The folks at Indie Cinema Academy went ’round the show floor at NAB 2016 with a Lighting Passport spectrometer and measured every LED light they could get their hands on.
They’ve just posted their initial results, the aptly-titled COMPLETE LED COLOR RENDERING DATABASE OF 2016: CRI, TLCI, CQS, TM30-15.
With 165 lighting measurements, it’ll be pretty comprehensive, but it’s not yet finished: there are only plots for the first half of the lights so far and most of the Price and Product Page links are boilerplate, though they’re being filled in bit by bit.
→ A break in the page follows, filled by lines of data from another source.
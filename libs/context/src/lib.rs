#![allow(
    clippy::missing_safety_doc, // Entirely internal code
)]
//! The runtime context shared by every relheap operation.
//!
//! A [Runtime] owns the two allocator instances
//! (permanent memory and the speculative arena),
//! the current [MemState] and the logger.
//! It is passed explicitly to everything that allocates,
//! so there is no process-wide allocator state.
//!
//! The runtime is single-threaded (`!Send`).
//! Multiple threads need one runtime each,
//! and values must never cross between runtimes.

use std::cell::Cell;
use std::fmt::{self, Debug, Formatter};
use std::ptr::NonNull;

use once_cell::unsync::OnceCell;
use slog::{debug, o, trace, warn, Logger};

use relheap_alloc::{AllocStats, AllocationError, SlabAllocator};

pub mod config;
pub mod errors;
pub mod state;
pub mod utils;

pub use crate::config::RuntimeConfig;
pub use crate::errors::Failure;
pub use crate::state::{MemLayout, MemState, Transition, TransitionError};
use crate::utils::MemorySize;

/// A block of memory freshly handed out by the runtime
#[derive(Copy, Clone, Debug)]
pub struct RawBlock {
    /// The start of the block
    pub ptr: NonNull<u8>,
    /// The number of usable bytes, at least the requested size
    pub usable_size: usize,
    /// The allocator the block came from
    pub layout: MemLayout,
}

/// The context of a single runtime
pub struct Runtime {
    permanent: SlabAllocator,
    /// Created the first time a speculative region is entered
    speculative: OnceCell<SlabAllocator>,
    state: Cell<MemState>,
    config: RuntimeConfig,
    logger: Logger,
}
impl Runtime {
    /// Create a runtime with the default configuration,
    /// discarding all log messages
    pub fn new() -> Runtime {
        Runtime::with_config(
            RuntimeConfig::default(),
            Logger::root(slog::Discard, o!())
        )
    }
    /// Create a runtime with the specified configuration and logger
    pub fn with_config(config: RuntimeConfig, logger: Logger) -> Runtime {
        let logger = logger.new(o!("runtime" => "relheap"));
        trace!(logger, "Initializing runtime"; "config" => ?config);
        Runtime {
            permanent: SlabAllocator::new("permanent", config.permanent_slab(), &logger),
            speculative: OnceCell::new(),
            state: Cell::new(MemState::Normal),
            config, logger
        }
    }
    /// The logger for this runtime
    #[inline]
    pub fn logger(&self) -> &Logger {
        &self.logger
    }
    /// The configuration this runtime was created with
    #[inline]
    pub fn config(&self) -> &RuntimeConfig {
        &self.config
    }
    /// The current memory state
    #[inline]
    pub fn state(&self) -> MemState {
        self.state.get()
    }
    /// The layout of newly allocated blocks
    #[inline]
    pub fn allocation_layout(&self) -> MemLayout {
        self.state.get().allocation_layout()
    }
    /// Whether blocks with the specified layout are currently owner-counted
    ///
    /// Inline values never are. Otherwise only the generation currently
    /// being allocated into is counted: permanent blocks are frozen
    /// while speculating, and arena blocks are left alone while committing.
    #[inline]
    pub fn is_refcounted(&self, layout: MemLayout) -> bool {
        layout == self.allocation_layout()
    }
    fn speculative_slab(&self) -> &SlabAllocator {
        self.speculative.get_or_init(|| {
            SlabAllocator::new("speculative", self.config.speculative_slab(), &self.logger)
        })
    }
    fn slab_for(&self, layout: MemLayout) -> &SlabAllocator {
        match layout {
            MemLayout::Standard => &self.permanent,
            MemLayout::Speculative => match self.speculative.get() {
                Some(arena) => arena,
                None => self.internal_fail("Speculative block without an arena"),
            },
            MemLayout::Inline => self.internal_fail("Inline values have no block"),
        }
    }
    /// Allocate a block of at least `size` bytes from the active allocator
    ///
    /// Oversized requests are an implementation-limit failure,
    /// and running out of memory is fatal.
    pub fn alloc_block(&self, size: usize) -> RawBlock {
        let layout = self.allocation_layout();
        let slab = match layout {
            MemLayout::Speculative => self.speculative_slab(),
            _ => &self.permanent,
        };
        match slab.alloc_with_size(size) {
            Ok((ptr, usable_size)) => RawBlock { ptr, usable_size, layout },
            Err(AllocationError::InvalidSize { size, cause }) => {
                self.impl_fail(format_args!("Unable to allocate {} bytes: {}", size, cause))
            },
            Err(cause) => cause.consider_fatal(),
        }
    }
    /// Return a block to the allocator that owns `layout`
    ///
    /// ## Safety
    /// The block must have come from [Runtime::alloc_block] with the same layout,
    /// and a size in the same class as `size`. It must not be used again.
    pub unsafe fn free_block(&self, ptr: NonNull<u8>, size: usize, layout: MemLayout) {
        self.slab_for(layout).release(ptr, size)
    }
    fn transition(&self, transition: Transition) -> Result<(), TransitionError> {
        let target = self.state.get().apply(transition)?;
        if transition == Transition::EnterSpeculative {
            self.speculative_slab();
        }
        self.state.set(target);
        if transition.releases_arena() {
            /*
             * Every survivor has been migrated (or the computation
             * was discarded), so nothing refers to the arena anymore.
             */
            let released = match self.speculative.get() {
                Some(arena) => unsafe { arena.release_all() },
                None => 0,
            };
            debug!(
                self.logger, "Released speculative arena";
                "transition" => %transition,
                "released" => %MemorySize { bytes: released },
            );
        } else {
            trace!(
                self.logger, "Changed memory state";
                "transition" => %transition,
                "state" => ?target,
            );
        }
        Ok(())
    }
    /// Begin a speculative computation.
    ///
    /// Only legal from [MemState::Normal].
    pub fn enter_speculative(&self) -> Result<(), TransitionError> {
        self.transition(Transition::EnterSpeculative)
    }
    /// Start migrating survivors into permanent memory.
    ///
    /// Only legal from [MemState::Speculative].
    pub fn enter_committing(&self) -> Result<(), TransitionError> {
        self.transition(Transition::EnterCommitting)
    }
    /// Go back to allocating speculatively in the middle of a commit.
    ///
    /// Only legal from [MemState::Committing].
    pub fn resume_speculative(&self) -> Result<(), TransitionError> {
        self.transition(Transition::ResumeSpeculative)
    }
    /// Finish the commit and release the whole speculative arena.
    ///
    /// Only legal from [MemState::Committing].
    /// Values still pointing into the arena become dangling.
    pub fn finish_commit(&self) -> Result<(), TransitionError> {
        self.transition(Transition::FinishCommit)
    }
    /// Discard everything allocated since entering the speculative state.
    ///
    /// Only legal from [MemState::Speculative].
    /// Values still pointing into the arena become dangling.
    pub fn abort_speculative(&self) -> Result<(), TransitionError> {
        self.transition(Transition::AbortSpeculative)
    }
    /// The bytes currently held by the speculative arena
    #[inline]
    pub fn speculative_outstanding_bytes(&self) -> usize {
        self.speculative.get().map_or(0, SlabAllocator::outstanding_bytes)
    }
    /// The bytes currently held by permanent memory
    #[inline]
    pub fn permanent_outstanding_bytes(&self) -> usize {
        self.permanent.outstanding_bytes()
    }
    /// Permanent allocation counters, if tracking is enabled
    #[inline]
    pub fn stats(&self) -> Option<AllocStats> {
        self.permanent.stats()
    }
    /// Whether a permanent block is live, if tracking is enabled
    #[inline]
    pub fn is_alive(&self, ptr: NonNull<u8>) -> Option<bool> {
        self.permanent.is_live(ptr)
    }
    /// Every live permanent block with its size, if tracking is enabled
    pub fn live_blocks(&self) -> Option<Vec<(NonNull<u8>, usize)>> {
        self.permanent.live_blocks()
    }
    /// Check whether the block lies in memory owned by the allocator for `layout`
    pub fn owns_block(&self, ptr: NonNull<u8>, layout: MemLayout) -> bool {
        match layout {
            MemLayout::Standard => self.permanent.contains(ptr),
            MemLayout::Speculative => self.speculative.get()
                .map_or(false, |arena| arena.contains(ptr)),
            MemLayout::Inline => false,
        }
    }
}
impl Default for Runtime {
    fn default() -> Self {
        Runtime::new()
    }
}
impl Debug for Runtime {
    fn fmt(&self, f: &mut Formatter) -> fmt::Result {
        f.debug_struct("Runtime")
            .field("state", &self.state.get())
            .field("permanent_bytes", &self.permanent_outstanding_bytes())
            .field("speculative_bytes", &self.speculative_outstanding_bytes())
            .field("config", &self.config)
            .finish()
    }
}
impl Drop for Runtime {
    fn drop(&mut self) {
        if self.state.get() != MemState::Normal {
            warn!(
                self.logger, "Dropping runtime inside a transaction";
                "state" => ?self.state.get(),
            );
        }
    }
}
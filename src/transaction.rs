//! Running fallible computations speculatively
use scopeguard::guard_on_unwind;
use slog::debug;

use relheap_context::{Failure, MemState};

use crate::heap::Heap;
use crate::value::Value;

impl Heap {
    /// Run `func` in the speculative state, keeping its result only if it succeeds
    ///
    /// On success the result is copied into permanent memory
    /// and the arena is released. On failure (or a panic) the arena is discarded
    /// along with everything allocated inside it.
    ///
    /// Speculative regions can't be nested. Calling this
    /// outside the [MemState::Normal] state is an implementation-limit failure.
    pub fn speculate<F>(&self, func: F) -> Result<Value, Failure>
        where F: FnOnce(&Heap) -> Result<Value, Failure> {
        if let Err(cause) = self.enter_speculative() {
            self.runtime().impl_fail(cause);
        }
        let heap = guard_on_unwind(self, |heap| {
            // Best effort, the panic is propagated regardless
            if heap.state() == MemState::Committing {
                let _ = heap.resume_speculative();
            }
            let _ = heap.abort_speculative();
        });
        match func(&heap) {
            Ok(result) => {
                heap.transition_or_fail(heap.enter_committing());
                let committed = heap.copy_for_commit(result);
                heap.transition_or_fail(heap.finish_commit());
                Ok(committed)
            },
            Err(failure) => {
                debug!(
                    heap.logger(), "Aborting speculative computation";
                    "failure" => %failure,
                );
                heap.transition_or_fail(heap.abort_speculative());
                Err(failure)
            }
        }
    }
    fn transition_or_fail(&self, result: Result<(), relheap_context::TransitionError>) {
        if let Err(cause) = result {
            self.runtime().internal_fail(cause);
        }
    }
}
We’re also still waiting for an explanation of ICA’s ranking system (at present, I’d personally give the TLCI ratings the most weight: even though TLCI is an imperfect metric, it’s the best, most predictive single number I’ve seen so far for photographic purposes).
It’s interesting to compare the results this year with their previous tests. Some lights that did poorly last year did much better this year. A lot of that can be attributed to advancements in the LEDs themselves; to a large extent everyone is sourcing the LEDs from the same limited set of manufacturers, and those manufacturers’ products have been continuously improving in color-rendering quality. Some improvements, of course, are due to changes in how the lighting folks are mixing ‘n’ matching the LEDs they use and how they regulate current and temperature to maintain consistency.
But some of the differences are likely due to the different spectrometers used; the Sekonic C-700 used in 2015 often gives rather different metrics for a given light than the Lighting Passport does. So don’t take the differences too seriously. For that matter, don’t treat the current results as gospel, either.
Use this database as a predictive tool, not a prescriptive one. Production cameras see light differently from color meters, and differently from each other, too. ICA has done us all a great favor by compiling all this information, but the final arbiter of color rendering quality has to be a skin/wardrobe/makeup test using the actual camera you plan to shoot your show with.
The good news is that the majority of these lights do a decent job — at least according to the numbers and the spectral plots available so far. That’s in stark contrast to previous years, when even many high-end LED lights struggled to render color adequately, never mind well. Huzzah, then, for progress! Huzzah, then, for good LED lights!
Disclosure: There’s no material relationship between me and the Indie Cinema Academy folks, and they’re not compensating me for spruiking their results on PVC.